Inflation in Südwestdeutschland fällt auf 1,9 Prozent – doch frisches Obst bleibt teuer

Ein Supermarktinneres mit verschiedenen Lebensmittelartikeln auf Regalen.

Gemüse und Obst teurer - Inflation schwächt sich ab - Inflation in Südwestdeutschland fällt auf 1,9 Prozent – doch frisches Obst bleibt teuer

Inflation in Südwestdeutschland sinkt im Dezember 2024 auf 1,9 Prozent

Die Teuerungsrate in Südwestdeutschland ist im Dezember 2024 auf 1,9 Prozent zurückgegangen – nach 2,3 Prozent im Vormonat.
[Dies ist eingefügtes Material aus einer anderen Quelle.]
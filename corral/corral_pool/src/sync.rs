//! Exclusivity primitive guarding per-resource checkout.
//!
//! Each pooled resource carries one [`BinarySemaphore`]: whoever holds
//! its permit holds the resource. A plain mutex would not do here: a
//! resource can be released by a different thread than the one that
//! acquired it, and owner-checked locks fault on cross-thread release.
//! The semaphore tracks no owner at all.

use parking_lot::{Condvar, Mutex};

/// A binary semaphore with no owner tracking.
///
/// At most one holder at a time. Any thread may release the permit,
/// which is what allows a resource acquired on one thread to be handed
/// off and released on another.
#[derive(Debug)]
pub(crate) struct BinarySemaphore {
    held: Mutex<bool>,
    freed: Condvar,
}

impl BinarySemaphore {
    pub(crate) fn new() -> Self {
        Self {
            held: Mutex::new(false),
            freed: Condvar::new(),
        }
    }

    /// Take the permit, blocking until the current holder releases it.
    pub(crate) fn acquire(&self) {
        let mut held = self.held.lock();
        while *held {
            self.freed.wait(&mut held);
        }
        *held = true;
    }

    /// Take the permit only if it is free right now.
    pub(crate) fn try_acquire(&self) -> bool {
        let mut held = self.held.lock();
        if *held {
            false
        } else {
            *held = true;
            true
        }
    }

    /// Free the permit and wake one blocked [`acquire`](Self::acquire).
    ///
    /// Returns whether the permit was actually held. Releasing a free
    /// semaphore is a no-op, so callers can tell a real hand-back from a
    /// stray double release.
    pub(crate) fn release(&self) -> bool {
        let mut held = self.held.lock();
        let was_held = *held;
        *held = false;
        drop(held);
        self.freed.notify_one();
        was_held
    }
}

#[cfg(test)]
mod tests {
    use super::*;
    use std::sync::Arc;
    use std::thread;
    use std::time::{Duration, Instant};

    #[test]
    fn permit_is_exclusive() {
        let sem = BinarySemaphore::new();

        assert!(sem.try_acquire());
        assert!(!sem.try_acquire());

        assert!(sem.release());
        assert!(sem.try_acquire());
    }

    #[test]
    fn release_reports_whether_permit_was_held() {
        let sem = BinarySemaphore::new();

        assert!(!sem.release());

        sem.acquire();
        assert!(sem.release());
        assert!(!sem.release());
    }

    #[test]
    fn acquire_blocks_until_released() {
        let sem = Arc::new(BinarySemaphore::new());
        sem.acquire();

        let contender = {
            let sem = Arc::clone(&sem);
            thread::spawn(move || {
                let start = Instant::now();
                sem.acquire();
                start.elapsed()
            })
        };

        thread::sleep(Duration::from_millis(200));
        sem.release();

        let waited = contender.join().unwrap();
        assert!(waited >= Duration::from_millis(150));
    }

    #[test]
    fn release_from_another_thread_is_permitted() {
        let sem = Arc::new(BinarySemaphore::new());
        sem.acquire();

        let releaser = {
            let sem = Arc::clone(&sem);
            thread::spawn(move || sem.release())
        };
        assert!(releaser.join().unwrap());

        assert!(sem.try_acquire());
    }
}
Trotz dieses Rückgangs mussten Haushalte in Baden-Württemberg weiterhin höhere Preise für frisches Obst und Gemüse verkraften. Die durchschnittliche Jahresinflation lag 2024 in der Region bei 2,2 Prozent und damit leicht unter dem breiteren Wert von 2,4 Prozent, der in den vergangenen zwölf Monaten gemessen wurde.

Der Verbraucherpreisindex erfasst Tausende einzelner Preise – von Lebensmitteln bis hin zu Benzinpreisen –, um die Kostenentwicklung für Haushalte abzubilden. Er umfasst alle Ausgaben in Deutschland, auch solche von ausländischen Besuchern. Statistiker beobachten dabei unter anderem die Preise für Schuhe, Möbel, Mieten und Autoreparaturen, um die endgültige Rate zu berechnen.

Obwohl die Lebensmittelpreise insgesamt leicht sanken, blieb frisches Obst und Gemüse teuer. Im Dezember stiegen die Kosten für diese Produkte im Vergleich zum November deutlich an. Besonders betroffene Standorte in Baden-Württemberg wurden zwar nicht genannt, doch der landesweite Trend war eindeutig. Für das gesamte Jahr 2024 betrug die durchschnittliche Inflation in Südwestdeutschland 2,2 Prozent – minimal niedriger als die 2,4 Prozent der vorherigen zwölf Monate. Der Rückgang auf 1,9 Prozent im Dezember markierte einen spürbaren Rückgang gegenüber den 2,3 Prozent im November.

Trotz der Entspannung bei der allgemeinen Lebensmittelinflation zahlen Haushalte in der Region nach wie vor mehr für frisches Obst und Gemüse. Der Verbraucherpreisindex spiegelt anhaltende Preisdruckfaktoren wider, auch wenn die Gesamtteuerung in den letzten Monaten nachgelassen hat. Die Dezember-Zahlen deuten auf eine schrittweise Abkühlung hin, doch einige Grundnahrungsmittel bleiben für Verbraucher weiterhin kostspielig.